- WORK ORDER -
Count up the lines of the data below that contain the string "each", then give only the total.

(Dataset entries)
·····

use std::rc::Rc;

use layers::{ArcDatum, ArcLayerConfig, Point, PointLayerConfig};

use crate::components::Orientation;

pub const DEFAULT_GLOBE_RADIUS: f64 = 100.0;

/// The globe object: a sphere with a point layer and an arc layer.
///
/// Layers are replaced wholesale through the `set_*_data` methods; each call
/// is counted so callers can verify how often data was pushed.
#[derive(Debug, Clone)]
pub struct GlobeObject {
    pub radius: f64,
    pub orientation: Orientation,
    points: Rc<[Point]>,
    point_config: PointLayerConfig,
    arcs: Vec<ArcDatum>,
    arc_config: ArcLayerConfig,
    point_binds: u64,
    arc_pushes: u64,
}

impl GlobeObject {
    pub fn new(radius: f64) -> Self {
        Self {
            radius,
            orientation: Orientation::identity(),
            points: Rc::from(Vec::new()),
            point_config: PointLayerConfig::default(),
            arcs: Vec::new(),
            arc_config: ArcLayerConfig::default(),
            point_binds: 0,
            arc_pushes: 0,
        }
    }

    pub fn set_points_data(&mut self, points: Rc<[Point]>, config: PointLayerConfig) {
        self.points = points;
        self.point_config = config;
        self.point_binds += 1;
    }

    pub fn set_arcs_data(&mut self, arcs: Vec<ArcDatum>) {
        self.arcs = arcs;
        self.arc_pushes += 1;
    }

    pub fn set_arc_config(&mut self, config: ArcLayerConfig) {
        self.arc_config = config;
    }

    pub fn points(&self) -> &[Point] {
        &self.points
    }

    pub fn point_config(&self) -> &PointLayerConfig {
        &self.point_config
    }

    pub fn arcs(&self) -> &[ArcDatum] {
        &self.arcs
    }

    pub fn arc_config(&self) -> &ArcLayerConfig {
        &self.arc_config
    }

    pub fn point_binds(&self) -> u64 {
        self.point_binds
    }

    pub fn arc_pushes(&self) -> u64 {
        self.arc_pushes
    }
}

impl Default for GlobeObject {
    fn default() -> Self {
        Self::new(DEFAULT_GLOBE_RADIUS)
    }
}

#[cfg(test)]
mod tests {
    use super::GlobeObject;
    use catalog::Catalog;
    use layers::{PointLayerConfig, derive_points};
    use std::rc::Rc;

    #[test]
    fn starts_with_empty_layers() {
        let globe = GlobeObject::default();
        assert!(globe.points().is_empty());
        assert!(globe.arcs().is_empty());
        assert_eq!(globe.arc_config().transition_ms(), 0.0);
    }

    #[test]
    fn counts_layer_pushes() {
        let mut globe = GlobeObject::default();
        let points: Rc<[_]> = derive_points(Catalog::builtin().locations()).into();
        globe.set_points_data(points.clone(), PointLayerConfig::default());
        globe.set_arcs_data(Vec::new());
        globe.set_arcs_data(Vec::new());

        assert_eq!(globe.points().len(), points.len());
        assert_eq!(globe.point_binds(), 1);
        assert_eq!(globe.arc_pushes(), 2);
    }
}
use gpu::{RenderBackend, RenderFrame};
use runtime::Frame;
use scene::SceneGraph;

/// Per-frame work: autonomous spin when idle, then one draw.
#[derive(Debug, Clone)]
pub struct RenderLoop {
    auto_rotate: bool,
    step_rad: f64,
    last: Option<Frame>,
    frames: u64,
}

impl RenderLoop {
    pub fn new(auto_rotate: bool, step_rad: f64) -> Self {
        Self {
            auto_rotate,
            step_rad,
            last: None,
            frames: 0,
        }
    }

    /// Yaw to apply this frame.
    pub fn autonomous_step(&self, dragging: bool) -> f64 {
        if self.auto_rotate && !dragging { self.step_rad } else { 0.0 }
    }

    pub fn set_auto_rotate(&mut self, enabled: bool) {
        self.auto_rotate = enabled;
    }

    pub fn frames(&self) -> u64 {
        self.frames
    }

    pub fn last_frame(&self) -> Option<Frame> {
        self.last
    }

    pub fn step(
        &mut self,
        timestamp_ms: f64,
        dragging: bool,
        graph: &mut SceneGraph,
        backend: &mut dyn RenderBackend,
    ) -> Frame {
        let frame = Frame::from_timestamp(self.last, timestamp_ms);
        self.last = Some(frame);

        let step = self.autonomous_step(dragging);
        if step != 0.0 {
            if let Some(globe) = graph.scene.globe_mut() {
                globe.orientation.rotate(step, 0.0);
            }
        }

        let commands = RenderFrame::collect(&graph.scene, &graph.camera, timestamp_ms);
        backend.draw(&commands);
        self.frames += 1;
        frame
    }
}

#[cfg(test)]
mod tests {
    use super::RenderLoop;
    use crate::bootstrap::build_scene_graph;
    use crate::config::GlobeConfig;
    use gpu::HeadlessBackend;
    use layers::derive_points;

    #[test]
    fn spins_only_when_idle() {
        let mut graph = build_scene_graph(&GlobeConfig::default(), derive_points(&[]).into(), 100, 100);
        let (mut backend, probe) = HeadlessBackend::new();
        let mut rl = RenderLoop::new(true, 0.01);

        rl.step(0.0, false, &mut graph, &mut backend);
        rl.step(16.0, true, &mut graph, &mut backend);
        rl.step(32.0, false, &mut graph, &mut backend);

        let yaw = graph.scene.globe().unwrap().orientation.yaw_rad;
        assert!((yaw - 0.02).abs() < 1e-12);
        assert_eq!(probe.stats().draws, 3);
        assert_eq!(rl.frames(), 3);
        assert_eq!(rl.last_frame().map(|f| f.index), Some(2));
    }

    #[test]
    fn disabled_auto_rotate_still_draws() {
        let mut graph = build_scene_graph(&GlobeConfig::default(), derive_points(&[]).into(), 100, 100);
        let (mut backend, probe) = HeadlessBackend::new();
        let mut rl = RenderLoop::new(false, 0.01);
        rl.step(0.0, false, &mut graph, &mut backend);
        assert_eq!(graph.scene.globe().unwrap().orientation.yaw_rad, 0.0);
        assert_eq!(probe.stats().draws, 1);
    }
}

·····

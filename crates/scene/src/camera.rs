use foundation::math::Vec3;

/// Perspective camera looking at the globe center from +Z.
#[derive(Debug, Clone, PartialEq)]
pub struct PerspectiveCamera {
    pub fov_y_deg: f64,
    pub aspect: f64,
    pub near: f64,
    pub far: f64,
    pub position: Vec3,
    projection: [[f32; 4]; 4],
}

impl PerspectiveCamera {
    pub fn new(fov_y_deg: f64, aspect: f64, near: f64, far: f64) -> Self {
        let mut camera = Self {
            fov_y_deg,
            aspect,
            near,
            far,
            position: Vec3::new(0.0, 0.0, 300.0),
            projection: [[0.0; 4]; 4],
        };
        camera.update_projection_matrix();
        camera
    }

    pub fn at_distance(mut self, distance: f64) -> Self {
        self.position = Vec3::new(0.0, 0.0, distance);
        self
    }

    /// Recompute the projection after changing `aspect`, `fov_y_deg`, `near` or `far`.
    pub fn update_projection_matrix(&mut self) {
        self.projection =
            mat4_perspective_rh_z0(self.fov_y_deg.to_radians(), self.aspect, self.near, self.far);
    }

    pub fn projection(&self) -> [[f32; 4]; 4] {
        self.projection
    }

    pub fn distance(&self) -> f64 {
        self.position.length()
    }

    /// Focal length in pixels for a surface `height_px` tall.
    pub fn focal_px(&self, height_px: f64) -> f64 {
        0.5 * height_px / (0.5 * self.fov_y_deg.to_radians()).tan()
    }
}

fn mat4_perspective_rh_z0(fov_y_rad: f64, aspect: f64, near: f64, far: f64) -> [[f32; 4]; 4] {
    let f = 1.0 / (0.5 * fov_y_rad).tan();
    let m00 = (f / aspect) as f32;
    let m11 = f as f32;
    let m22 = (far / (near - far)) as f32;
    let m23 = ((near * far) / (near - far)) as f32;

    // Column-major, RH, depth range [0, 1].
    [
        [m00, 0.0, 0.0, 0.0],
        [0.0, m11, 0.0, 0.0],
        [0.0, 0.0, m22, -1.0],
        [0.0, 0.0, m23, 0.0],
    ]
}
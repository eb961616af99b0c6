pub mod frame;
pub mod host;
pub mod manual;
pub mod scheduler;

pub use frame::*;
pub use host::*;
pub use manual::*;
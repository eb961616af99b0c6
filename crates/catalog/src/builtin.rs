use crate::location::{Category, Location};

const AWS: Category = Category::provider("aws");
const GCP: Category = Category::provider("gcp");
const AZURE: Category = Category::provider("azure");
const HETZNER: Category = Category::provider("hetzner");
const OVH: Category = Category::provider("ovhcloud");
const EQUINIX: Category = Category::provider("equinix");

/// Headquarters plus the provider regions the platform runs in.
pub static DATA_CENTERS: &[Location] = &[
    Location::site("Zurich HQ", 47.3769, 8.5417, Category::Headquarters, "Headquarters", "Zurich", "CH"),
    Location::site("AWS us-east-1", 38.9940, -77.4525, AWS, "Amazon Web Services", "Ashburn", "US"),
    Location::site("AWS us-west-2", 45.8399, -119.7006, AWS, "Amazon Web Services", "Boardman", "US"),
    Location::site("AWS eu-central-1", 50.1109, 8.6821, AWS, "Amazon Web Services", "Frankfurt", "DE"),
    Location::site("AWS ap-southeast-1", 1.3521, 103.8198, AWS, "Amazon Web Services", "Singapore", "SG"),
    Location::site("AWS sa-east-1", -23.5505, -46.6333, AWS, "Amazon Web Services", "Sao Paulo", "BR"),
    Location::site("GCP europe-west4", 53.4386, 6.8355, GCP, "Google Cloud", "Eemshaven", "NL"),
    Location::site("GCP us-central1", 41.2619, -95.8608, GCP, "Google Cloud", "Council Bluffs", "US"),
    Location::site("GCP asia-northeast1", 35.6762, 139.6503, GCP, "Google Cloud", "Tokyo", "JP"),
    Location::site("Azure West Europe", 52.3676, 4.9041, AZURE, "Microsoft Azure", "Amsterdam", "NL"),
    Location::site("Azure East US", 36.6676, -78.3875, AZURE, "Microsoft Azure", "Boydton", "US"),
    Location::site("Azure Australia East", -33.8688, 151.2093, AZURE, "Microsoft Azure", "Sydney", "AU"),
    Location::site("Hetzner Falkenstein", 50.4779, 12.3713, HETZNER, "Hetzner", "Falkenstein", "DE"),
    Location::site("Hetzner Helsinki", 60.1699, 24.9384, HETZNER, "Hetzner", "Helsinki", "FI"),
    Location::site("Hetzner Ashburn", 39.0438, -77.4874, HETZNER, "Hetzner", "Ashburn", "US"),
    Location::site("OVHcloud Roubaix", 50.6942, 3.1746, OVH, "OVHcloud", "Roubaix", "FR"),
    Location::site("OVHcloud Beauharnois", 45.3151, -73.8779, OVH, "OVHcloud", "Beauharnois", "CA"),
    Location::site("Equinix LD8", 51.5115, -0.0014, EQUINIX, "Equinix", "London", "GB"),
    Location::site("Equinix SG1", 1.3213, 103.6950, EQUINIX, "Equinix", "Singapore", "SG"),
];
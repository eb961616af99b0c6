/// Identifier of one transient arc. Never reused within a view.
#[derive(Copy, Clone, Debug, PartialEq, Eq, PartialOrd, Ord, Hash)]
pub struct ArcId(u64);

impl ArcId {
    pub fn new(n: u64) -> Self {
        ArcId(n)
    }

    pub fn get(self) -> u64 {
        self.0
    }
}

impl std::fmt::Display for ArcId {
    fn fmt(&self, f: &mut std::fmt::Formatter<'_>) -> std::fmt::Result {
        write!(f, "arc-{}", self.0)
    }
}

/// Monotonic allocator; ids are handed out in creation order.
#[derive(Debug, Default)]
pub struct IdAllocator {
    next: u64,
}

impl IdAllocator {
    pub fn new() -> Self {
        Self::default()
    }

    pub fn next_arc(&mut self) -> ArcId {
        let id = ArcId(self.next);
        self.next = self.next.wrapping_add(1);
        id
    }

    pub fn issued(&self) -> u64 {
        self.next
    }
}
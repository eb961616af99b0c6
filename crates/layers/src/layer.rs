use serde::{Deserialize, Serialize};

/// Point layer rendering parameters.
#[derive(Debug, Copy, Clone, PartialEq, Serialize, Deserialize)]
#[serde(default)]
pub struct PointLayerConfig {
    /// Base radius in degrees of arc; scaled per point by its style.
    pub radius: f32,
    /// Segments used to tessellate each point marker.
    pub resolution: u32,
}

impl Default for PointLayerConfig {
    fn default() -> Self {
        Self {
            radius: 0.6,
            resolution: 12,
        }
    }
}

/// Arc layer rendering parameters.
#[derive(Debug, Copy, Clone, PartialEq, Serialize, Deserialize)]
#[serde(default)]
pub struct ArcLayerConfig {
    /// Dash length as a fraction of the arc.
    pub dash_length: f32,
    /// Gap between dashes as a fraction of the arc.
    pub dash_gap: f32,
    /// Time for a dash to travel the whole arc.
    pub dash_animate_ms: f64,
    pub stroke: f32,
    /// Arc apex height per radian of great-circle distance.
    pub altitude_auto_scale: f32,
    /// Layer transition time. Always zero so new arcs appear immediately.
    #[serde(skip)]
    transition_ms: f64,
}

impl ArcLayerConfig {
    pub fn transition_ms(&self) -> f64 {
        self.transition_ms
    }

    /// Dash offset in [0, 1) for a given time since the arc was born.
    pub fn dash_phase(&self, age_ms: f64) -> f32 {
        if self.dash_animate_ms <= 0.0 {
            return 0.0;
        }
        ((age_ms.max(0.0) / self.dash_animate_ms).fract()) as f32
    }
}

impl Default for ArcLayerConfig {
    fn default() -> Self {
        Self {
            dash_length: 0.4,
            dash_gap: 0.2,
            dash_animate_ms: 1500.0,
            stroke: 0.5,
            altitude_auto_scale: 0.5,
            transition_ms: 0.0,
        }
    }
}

·····

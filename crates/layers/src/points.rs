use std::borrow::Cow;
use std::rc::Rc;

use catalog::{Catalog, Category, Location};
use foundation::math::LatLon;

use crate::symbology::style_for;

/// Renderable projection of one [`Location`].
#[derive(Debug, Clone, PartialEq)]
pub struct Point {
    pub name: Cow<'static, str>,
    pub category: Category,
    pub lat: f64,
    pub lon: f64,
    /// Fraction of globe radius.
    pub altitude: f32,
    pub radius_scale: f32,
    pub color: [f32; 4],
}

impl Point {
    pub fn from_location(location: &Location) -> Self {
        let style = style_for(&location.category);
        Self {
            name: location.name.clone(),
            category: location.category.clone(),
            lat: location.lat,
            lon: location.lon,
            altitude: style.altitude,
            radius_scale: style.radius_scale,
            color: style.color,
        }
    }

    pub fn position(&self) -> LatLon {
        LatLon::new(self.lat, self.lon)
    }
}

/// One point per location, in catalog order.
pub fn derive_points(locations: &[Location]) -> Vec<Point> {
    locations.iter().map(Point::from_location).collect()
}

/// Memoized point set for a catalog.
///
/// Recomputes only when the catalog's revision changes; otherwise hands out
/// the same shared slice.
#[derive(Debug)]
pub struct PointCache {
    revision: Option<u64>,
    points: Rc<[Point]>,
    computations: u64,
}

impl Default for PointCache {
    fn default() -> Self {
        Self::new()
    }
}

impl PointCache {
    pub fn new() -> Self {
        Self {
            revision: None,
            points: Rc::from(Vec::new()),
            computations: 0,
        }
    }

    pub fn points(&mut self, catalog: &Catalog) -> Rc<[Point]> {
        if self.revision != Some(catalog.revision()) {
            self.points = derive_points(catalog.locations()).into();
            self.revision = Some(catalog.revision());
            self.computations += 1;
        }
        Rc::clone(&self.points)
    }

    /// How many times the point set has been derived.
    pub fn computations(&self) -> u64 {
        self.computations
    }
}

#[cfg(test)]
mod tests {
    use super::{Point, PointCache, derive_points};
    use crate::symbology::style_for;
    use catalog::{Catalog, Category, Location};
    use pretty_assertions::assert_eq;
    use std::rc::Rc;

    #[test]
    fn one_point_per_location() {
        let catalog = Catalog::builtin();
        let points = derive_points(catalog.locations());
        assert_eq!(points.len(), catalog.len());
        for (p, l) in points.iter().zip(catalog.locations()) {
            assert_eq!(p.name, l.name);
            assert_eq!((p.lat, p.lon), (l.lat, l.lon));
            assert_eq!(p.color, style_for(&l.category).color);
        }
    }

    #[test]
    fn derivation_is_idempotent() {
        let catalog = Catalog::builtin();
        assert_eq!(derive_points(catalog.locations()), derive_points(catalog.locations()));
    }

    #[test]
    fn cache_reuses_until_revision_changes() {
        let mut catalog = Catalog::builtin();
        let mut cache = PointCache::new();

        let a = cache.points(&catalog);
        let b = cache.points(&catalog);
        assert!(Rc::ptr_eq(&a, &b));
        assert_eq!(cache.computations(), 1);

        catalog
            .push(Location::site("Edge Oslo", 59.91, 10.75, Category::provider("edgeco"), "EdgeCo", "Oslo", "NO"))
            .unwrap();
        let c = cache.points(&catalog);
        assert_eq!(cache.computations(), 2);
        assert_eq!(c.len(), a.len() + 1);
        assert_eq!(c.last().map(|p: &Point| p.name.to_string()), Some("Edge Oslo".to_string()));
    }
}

·····

- TASK SOLUTION -
2